Martyn Kitney said...

Thanks! It is a tough battle by yourself. Your brother is lucky to have you. Together I'm sure you can do it

Unknown said...

Good for you and for everything YOU have achieved through determination, capability and strength. You should be very proud of yourself!

Unknown said...

It makes me incredibly sad and angry that there is still such a battle to get support for mental health issues. It takes huge resilience to keep fighting your corner, especially with the ever changing goal posts of the mental health service. It sounds as if you have achieved so much already. As for those who don't take time to understand - take comfort from the fact you have way more self awareness and compassion than those who judge you ever will.

Anonymous said...

I am shocked that you had to wait so long, but good on you for getting to this point and for sharing this story with the world! Keep going strong, never give up on fighting for you and your beautiful boys. We have to fight for ourselves, mental illness is tough, and yes unfortunately still comes with a lot of stigma.

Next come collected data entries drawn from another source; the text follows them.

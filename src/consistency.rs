//! Checking a partial assignment against the formula

use crate::assignment::Assignment;
use crate::data::*;
use crate::formula::Formula;

/// Returns false as soon as some clause has every literal assigned and false
///
/// Clauses with an unassigned literal are undetermined and don't count
/// against the assignment. A literal whose variable the assignment doesn't
/// cover makes the whole thing inconsistent.
pub fn is_consistent(assignment: &Assignment, formula: &Formula) -> bool {
    for (index, clause) in formula.clauses().iter().enumerate() {
        match assignment.clause_value(clause) {
            Some(True) | Some(Unknown) => (),
            Some(False) => {
                log::trace!("Clause {} is violated: {:?}", index + 1, clause);
                return false;
            }
            None => {
                log::error!(
                    "Clause {} refers to a variable outside the assignment",
                    index + 1
                );
                return false;
            }
        }
    }
    true
}
//! Error types used in the crate.
//!
//! Failure inside the search is not an error: a dead branch is reported with
//! [`Unsat`](crate::data::Unsat) and the search backtracks. The types here are
//! for problems with the input, which stop a solve before it starts.

use std::fmt;
use std::io;

/// A formula that breaks the CNF invariants
#[derive(Clone, Debug, Eq, PartialEq)]
pub enum FormulaError {
    /// A literal names a variable outside `1..=variable_count`
    LiteralOutOfRange {
        clause: usize,
        literal: i64,
        variable_count: u32,
    },

    /// `0` terminates clauses in DIMACS and is never a literal
    ZeroLiteral { clause: usize },

    /// Variable ids are packed into 31 bits
    TooManyVariables(u64),
}

impl fmt::Display for FormulaError {
    fn fmt(&self, f: &mut fmt::Formatter<'_>) -> fmt::Result {
        match self {
            FormulaError::LiteralOutOfRange {
                clause,
                literal,
                variable_count,
            } => write!(
                f,
                "literal {} in clause {} is outside the declared {} variables",
                literal,
                clause + 1,
                variable_count
            ),
            FormulaError::ZeroLiteral { clause } => {
                write!(f, "clause {} contains the literal 0", clause + 1)
            }
            FormulaError::TooManyVariables(n) => {
                write!(f, "{} variables is more than the solver supports", n)
            }
        }
    }
}

impl std::error::Error for FormulaError {}

/// Problems reading a DIMACS file
#[derive(Clone, Debug, Eq, PartialEq)]
pub enum ParseError {
    /// Clauses (or the end of input) came before any `p cnf` line
    MissingHeader,

    /// A `p` line that isn't `p cnf <vars> <clauses>`
    BadHeader { line: usize, text: String },

    /// A second `p` line
    DuplicateHeader { line: usize },

    /// A token in a clause that isn't an integer
    BadLiteral { line: usize, token: String },

    /// The number of clauses read differs from the header
    ClauseCountMismatch { declared: usize, found: usize },

    Formula(FormulaError),
}

impl fmt::Display for ParseError {
    fn fmt(&self, f: &mut fmt::Formatter<'_>) -> fmt::Result {
        match self {
            ParseError::MissingHeader => write!(f, "no 'p cnf' header line found"),
            ParseError::BadHeader { line, text } => {
                write!(f, "line {}: malformed header \"{}\"", line, text)
            }
            ParseError::DuplicateHeader { line } => {
                write!(f, "line {}: more than one header line", line)
            }
            ParseError::BadLiteral { line, token } => {
                write!(f, "line {}: \"{}\" is not a literal", line, token)
            }
            ParseError::ClauseCountMismatch { declared, found } => write!(
                f,
                "header declares {} clauses but {} were found",
                declared, found
            ),
            ParseError::Formula(e) => write!(f, "{}", e),
        }
    }
}

impl std::error::Error for ParseError {
    fn source(&self) -> Option<&(dyn std::error::Error + 'static)> {
        match self {
            ParseError::Formula(e) => Some(e),
            _ => None,
        }
    }
}

impl From<FormulaError> for ParseError {
    fn from(e: FormulaError) -> Self {
        ParseError::Formula(e)
    }
}

/// Anything that can go wrong loading a formula
#[derive(Debug)]
pub enum Error {
    Io(io::Error),
    Parse(ParseError),
}

impl fmt::Display for Error {
    fn fmt(&self, f: &mut fmt::Formatter<'_>) -> fmt::Result {
        match self {
            Error::Io(e) => write!(f, "{}", e),
            Error::Parse(e) => write!(f, "{}", e),
        }
    }
}

impl std::error::Error for Error {
    fn source(&self) -> Option<&(dyn std::error::Error + 'static)> {
        match self {
            Error::Io(e) => Some(e),
            Error::Parse(e) => Some(e),
        }
    }
}

impl From<io::Error> for Error {
    fn from(e: io::Error) -> Self {
        Error::Io(e)
    }
}

impl From<ParseError> for Error {
    fn from(e: ParseError) -> Self {
        Error::Parse(e)
    }
}

impl From<FormulaError> for Error {
    fn from(e: FormulaError) -> Self {
        Error::Parse(ParseError::Formula(e))
    }
}
use branching_solver::cnf_reader;
use branching_solver::config::{DEFAULT_NODE_BUDGET, DEFAULT_PROGRESS_INTERVAL};
use branching_solver::{Error, Formula, Outcome, Solver, SolverConfig};

use clap::Parser;
use std::io;
use std::path::{Path, PathBuf};
use std::process;

/// Decide whether a CNF formula in DIMACS format is satisfiable
#[derive(Parser, Debug)]
#[command(version)]
struct Cli {
    /// The DIMACS CNF file to solve
    file: PathBuf,

    /// The most decision-tree nodes alive at once
    #[arg(long, default_value_t = DEFAULT_NODE_BUDGET)]
    node_budget: usize,

    /// Log progress every this many nodes (0 to disable)
    #[arg(long, default_value_t = DEFAULT_PROGRESS_INTERVAL)]
    progress_interval: usize,

    /// Skip checking a satisfying assignment against the formula
    #[arg(long)]
    no_verify: bool,
}

/// Open `file`, falling back to the `test/` and `test/test_cases/`
/// directories when it isn't found as given
fn load(file: &Path) -> Result<Formula, Error> {
    let candidates = [
        file.to_path_buf(),
        Path::new("test").join(file),
        Path::new("test/test_cases").join(file),
    ];
    for path in &candidates {
        match cnf_reader::read_from_file(path) {
            Err(Error::Io(e)) if e.kind() == io::ErrorKind::NotFound => {
                log::debug!("{} not found", path.display());
            }
            result => return result,
        }
    }
    Err(io::Error::new(
        io::ErrorKind::NotFound,
        format!("could not open {}", file.display()),
    )
    .into())
}

fn main() {
    pretty_env_logger::init();
    let cli = Cli::parse();

    let formula = match load(&cli.file) {
        Ok(formula) => formula,
        Err(e) => {
            eprintln!("Error reading {}: {}", cli.file.display(), e);
            process::exit(1);
        }
    };

    let config = SolverConfig::default()
        .with_node_budget(cli.node_budget)
        .with_progress_interval(cli.progress_interval);
    let mut solver = Solver::new(&formula, config);

    match solver.solve() {
        Outcome::Satisfiable(model) => {
            println!("SAT!");
            println!("{}", model);
            if !cli.no_verify {
                if let Some(clause) = formula.first_unsatisfied(&model) {
                    log::error!("Not satisfied: {:?}", clause);
                    process::exit(2);
                }
                log::info!("Model checked against all {} clauses", formula.clause_count());
            }
        }
        Outcome::Unsatisfiable => println!("UNSAT!"),
        Outcome::Unknown => println!(
            "UNKNOWN! (node budget of {} exhausted)",
            solver.config().node_budget
        ),
    }
}
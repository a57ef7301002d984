//! A backtracking SAT solver using the DPLL algorithm over an explicit
//! decision tree
//!
//! ```
//! use branching_solver::{solve, Formula, Outcome};
//!
//! let formula = Formula::new(2, vec![vec![1, 2], vec![-1]]).unwrap();
//! match solve(&formula) {
//!     Outcome::Satisfiable(model) => assert_eq!(model.value(2), Some(true)),
//!     other => panic!("{:?}", other),
//! }
//! ```

pub mod assignment;
pub mod cnf_reader;
pub mod config;
pub mod consistency;
pub mod core;
pub mod data;
pub mod error;
pub mod formula;
pub mod heuristic;
pub mod simplify;
pub mod tree;
pub mod vec_map;

pub use self::assignment::{Assignment, Model};
pub use self::config::SolverConfig;
pub use self::core::{solve, Outcome, SearchStats, Solver};
pub use self::data::{Clause, Literal, VarId};
pub use self::error::{Error, FormulaError, ParseError};
pub use self::formula::Formula;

My father suffered anxiety and depression 5 years ago and was hospitalised he is doing so well now, only on a small amount of medication and coping with what life throws his way. I also suffer anxiety and have received help. We have our beautiful children to be strong for and we have ourselves to be strong for too! Keep fighting! You have so much to be proud of

Linda Hobbis said...

That's a ridiculous wait you had to go through. So pleased you are fighting and doing well. We have depression in our family too. It really helps for others to read this.